Fariz menghela napasnya.

“Enggak,” Fariz menutup matanya sejenak, kemudian perlahan ia buka dan kali ini ia menatap kedua bila mata Ellan lurus, “tapi… gue pernah berada di permainan yang sama. Dan gue gagal nemuin dia.” Fariz perlahan melepaskan genggaman tangannya dari Ellan.

“Lo… pernah nanganin kasus dia dulu?”

“Iya. Tapi waktu itu… gue cuma anak biasa yang suka main teka-teki untuk nemuin pendongeng. Dan… gue gak tahu kalau permainan gue dulu bisa menghilangkan nyawa orang.” Fariz masih menatap Ellan dalam, “Lan, lo percaya gue kan?”

Ellan mengangguk.

“Apapun yang terjadi kedepannya, mungkin bisa bikin lo ragu sama gue. Tapi, gue udah menyiapkan diri seandainya lo berbalik nyerang gue.”

“Kenapa gue nyerang lo? Gak akan terjadi. Kita dipihak yang sama dan gue percaya sama lo.”

“Lo jangan bilang kalau lo berada dipihak gue. Lo berada di jalan yang menurut lo benar. Kalau seandainya gue salah, serang gue. Lanjutin semuanya dan ungkap kebenaran.”

“Lo… ngomong apa? Kenapa lo ngomong gitu? Gue gak ngerti.” Ellan menautkan alisnya, mulai tidak mengerti arah pembicaraan ini.

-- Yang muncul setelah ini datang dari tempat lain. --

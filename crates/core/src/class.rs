// SPDX-License-Identifier: MIT
// Copyright (c) 2026 The vigil developers

//! Job classes: the declarative templates jobs are started from.

use crate::environ::Environ;
use crate::expr::EventExpr;
use serde::{Deserialize, Serialize};
use smol_str::SmolStr;
use std::path::PathBuf;

/// Number of process kinds a class can define.
pub const PROCESS_KINDS: usize = 5;

/// The processes a job may run over its lifecycle.
#[derive(Debug, Clone, Copy, PartialEq, Eq, Hash, Serialize, Deserialize)]
#[serde(rename_all = "kebab-case")]
pub enum ProcessKind {
    Main,
    PreStart,
    PostStart,
    PreStop,
    PostStop,
}

impl ProcessKind {
    pub const ALL: [ProcessKind; PROCESS_KINDS] = [
        ProcessKind::Main,
        ProcessKind::PreStart,
        ProcessKind::PostStart,
        ProcessKind::PreStop,
        ProcessKind::PostStop,
    ];

    /// Index into per-kind tables such as [`crate::instance::Instance::pids`].
    pub fn index(self) -> usize {
        match self {
            ProcessKind::Main => 0,
            ProcessKind::PreStart => 1,
            ProcessKind::PostStart => 2,
            ProcessKind::PreStop => 3,
            ProcessKind::PostStop => 4,
        }
    }
}

crate::simple_display! {
    ProcessKind {
        Main => "main",
        PreStart => "pre-start",
        PostStart => "post-start",
        PreStop => "pre-stop",
        PostStop => "post-stop",
    }
}

/// How the supervisor decides the main process is ready.
#[derive(Debug, Clone, Copy, Default, PartialEq, Eq, Serialize, Deserialize)]
#[serde(rename_all = "kebab-case")]
pub enum ExpectMode {
    /// Ready as soon as it has been spawned.
    #[default]
    None,
    /// Ready once it raises `SIGSTOP` against itself.
    Stop,
    /// Ready after it forks once.
    Fork,
    /// Ready after it forks twice.
    Daemon,
}

crate::simple_display! {
    ExpectMode {
        None => "none",
        Stop => "stop",
        Fork => "fork",
        Daemon => "daemon",
    }
}

/// Where a job's standard file descriptors are attached.
#[derive(Debug, Clone, Copy, Default, PartialEq, Eq, Serialize, Deserialize)]
#[serde(rename_all = "kebab-case")]
pub enum ConsoleMode {
    /// The null device.
    #[default]
    None,
    /// The system console.
    Output,
    /// The system console, owning the terminal.
    Owner,
    /// The console device, output captured by a logger.
    Logged,
}

crate::simple_display! {
    ConsoleMode {
        None => "none",
        Output => "output",
        Owner => "owner",
        Logged => "logged",
    }
}

/// Resource-limit kinds a class can constrain.
#[derive(Debug, Clone, Copy, PartialEq, Eq, PartialOrd, Ord, Hash, Serialize, Deserialize)]
#[serde(rename_all = "lowercase")]
pub enum ResourceKind {
    As,
    Core,
    Cpu,
    Data,
    Fsize,
    Memlock,
    Msgqueue,
    Nice,
    Nofile,
    Nproc,
    Rss,
    Rtprio,
    Sigpending,
    Stack,
}

crate::simple_display! {
    ResourceKind {
        As => "as",
        Core => "core",
        Cpu => "cpu",
        Data => "data",
        Fsize => "fsize",
        Memlock => "memlock",
        Msgqueue => "msgqueue",
        Nice => "nice",
        Nofile => "nofile",
        Nproc => "nproc",
        Rss => "rss",
        Rtprio => "rtprio",
        Sigpending => "sigpending",
        Stack => "stack",
    }
}

/// Soft/hard limit values; `None` means unlimited.
#[derive(Debug, Clone, Copy, PartialEq, Eq, Serialize, Deserialize)]
pub struct RlimitSpec {
    #[serde(default)]
    pub soft: Option<u64>,
    #[serde(default)]
    pub hard: Option<u64>,
}

/// One process a class may run, and how to run it.
#[derive(Debug, Clone, PartialEq, Eq, Serialize, Deserialize)]
pub struct ProcessDef {
    /// Command line, or script body when `script` is set.
    pub command: String,
    /// Run via the shell rather than exec'ing the command directly.
    #[serde(default)]
    pub script: bool,
    /// Additional variable names exported into this process's environment.
    #[serde(default, skip_serializing_if = "Vec::is_empty")]
    pub export: Vec<String>,
}

impl ProcessDef {
    pub fn command(command: impl Into<String>) -> Self {
        Self { command: command.into(), script: false, export: Vec::new() }
    }

    pub fn script(body: impl Into<String>) -> Self {
        Self { command: body.into(), script: true, export: Vec::new() }
    }
}

/// Exit statuses and signals that do not count as failure.
///
/// Stored in the combined encoding of [`crate::instance::ExitStatus`]:
/// plain statuses as-is, signals shifted into the high byte.
#[derive(Debug, Clone, Default, PartialEq, Eq, Serialize, Deserialize)]
#[serde(transparent)]
pub struct NormalExit(pub Vec<i32>);

impl NormalExit {
    pub fn statuses(statuses: impl IntoIterator<Item = i32>) -> Self {
        Self(statuses.into_iter().collect())
    }

    pub fn push_status(&mut self, status: i32) {
        self.0.push(status);
    }

    pub fn push_signal(&mut self, signum: i32) {
        self.0.push(signum << 8);
    }

    pub fn contains_encoded(&self, encoded: i32) -> bool {
        self.0.contains(&encoded)
    }
}

/// A job class: everything needed to start, supervise, and stop instances.
#[derive(Debug, Clone, PartialEq, Serialize, Deserialize)]
pub struct JobClass {
    pub name: SmolStr,
    #[serde(default, skip_serializing_if = "Option::is_none")]
    pub description: Option<String>,
    /// Instance-name template, expanded against the start event environment.
    /// Empty for single-instance classes.
    #[serde(default, skip_serializing_if = "Option::is_none")]
    pub instance: Option<String>,
    /// Per-kind process table; indexed by [`ProcessKind::index`].
    pub processes: [Option<ProcessDef>; PROCESS_KINDS],
    #[serde(default, skip_serializing_if = "Option::is_none")]
    pub start_on: Option<EventExpr>,
    #[serde(default, skip_serializing_if = "Option::is_none")]
    pub stop_on: Option<EventExpr>,
    /// Class-level environment defaults, merged under the start event's.
    #[serde(default, skip_serializing_if = "Environ::is_empty")]
    pub env: Environ,
    #[serde(default)]
    pub expect: ExpectMode,
    #[serde(default)]
    pub task: bool,
    #[serde(default)]
    pub respawn: bool,
    pub respawn_limit: u32,
    pub respawn_interval_secs: u64,
    #[serde(default)]
    pub normal_exit: NormalExit,
    pub kill_timeout_secs: u64,
    #[serde(default)]
    pub console: ConsoleMode,
    #[serde(default, skip_serializing_if = "Vec::is_empty")]
    pub limits: Vec<(ResourceKind, RlimitSpec)>,
    pub umask: u32,
    pub nice: i32,
    #[serde(default, skip_serializing_if = "Option::is_none")]
    pub oom_adj: Option<i32>,
    #[serde(default, skip_serializing_if = "Option::is_none")]
    pub chroot: Option<PathBuf>,
    #[serde(default, skip_serializing_if = "Option::is_none")]
    pub chdir: Option<PathBuf>,
    /// Stop the child with `SIGSTOP` before exec so a debugger can attach.
    #[serde(default)]
    pub debug: bool,
}

impl JobClass {
    /// Create a class with the supervisor defaults and no processes.
    pub fn new(name: impl Into<SmolStr>) -> Self {
        Self {
            name: name.into(),
            description: None,
            instance: None,
            processes: Default::default(),
            start_on: None,
            stop_on: None,
            env: Environ::new(),
            expect: ExpectMode::None,
            task: false,
            respawn: false,
            respawn_limit: 10,
            respawn_interval_secs: 5,
            normal_exit: NormalExit::default(),
            kill_timeout_secs: 5,
            console: ConsoleMode::None,
            limits: Vec::new(),
            umask: 0o022,
            nice: 0,
            oom_adj: None,
            chroot: None,
            chdir: None,
            debug: false,
        }
    }

    pub fn process(&self, kind: ProcessKind) -> Option<&ProcessDef> {
        self.processes[kind.index()].as_ref()
    }

    pub fn has_process(&self, kind: ProcessKind) -> bool {
        self.processes[kind.index()].is_some()
    }

    pub fn set_process(&mut self, kind: ProcessKind, def: ProcessDef) {
        self.processes[kind.index()] = Some(def);
    }

    /// Whether spawning the main process arms the fork tracer.
    pub fn traced(&self) -> bool {
        matches!(self.expect, ExpectMode::Fork | ExpectMode::Daemon)
    }

    /// Forks the tracer must observe before the main pid is final.
    pub fn expected_forks(&self) -> u32 {
        match self.expect {
            ExpectMode::Fork => 1,
            ExpectMode::Daemon => 2,
            _ => 0,
        }
    }
}

#[cfg(test)]
#[path = "class_tests.rs"]
mod tests;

“Ah, bukan apa-apa. Lupain aja. Yuk kita wawancara.” Fariz tersenyum singkat dan melangkah lebih dulu.

“Ah gue lupa. Bentar Fariz, gue mau nanya Pak Wahid dulu.” Fariz terpaksa menghentikan langkah kakinya kembali. Saat ia berbalik, Ellan sudah berlari masuk kembali ke kelas. Akhirnya, Fariz membuntuti Ellan saja.

Ellan melangkah menghampiri Pak Wahid yang terlihat bersiap-siap hendak pulang dan mulai membersihkan tempat ini.

“Maaf Pak. Ada yang mau saya tanyakan,” kata Ellan ramah.

“Ada apa lagi?”

“Ehmm… itu, apa bapak liat lukisan di sana? Ada lukisan bergambar siluet peri. Apa bapak tahu siapa yang membuatnya?”

Pak Wahid menoleh ke arah tempat yang Ellan tunjuk. Ia kemudian melangkah dan melihat lukisan itu. Ia mengangkat lukisan itu dengan tangan kirinya dan menelitinya. “Tidak ada namanya. Biasanya saya meminta anak-anak untuk menuliskan nama di ujung lukisan ini karena saya biasanya akan memberi nilai pada akhir semester setelah semua lukisan terkumpul,” jelas Pak Wahid.

“Apa bapak gak liat siapa yang duduk di sini?”

“Saya tidak pernah memperhatikan murid saya saat sedang mengajar. Lagipula, kenapa kamu bertanya?” Pak Wahid menaikkan sebelah alisnya.

“Ah-ehm bukan Pak. Soalnya lukisannya bagus. Mungkin saya bisa meminta pelukisnya untuk menggambarkannya lagi untuk saya.” Ellan nyengir lebar sambil menggaruk belakang kepalanya yang tidak gatal. “Ah, yasudah kalau begitu saya pamit pulang Pak. Terima kasih.” Ellan tersenyum.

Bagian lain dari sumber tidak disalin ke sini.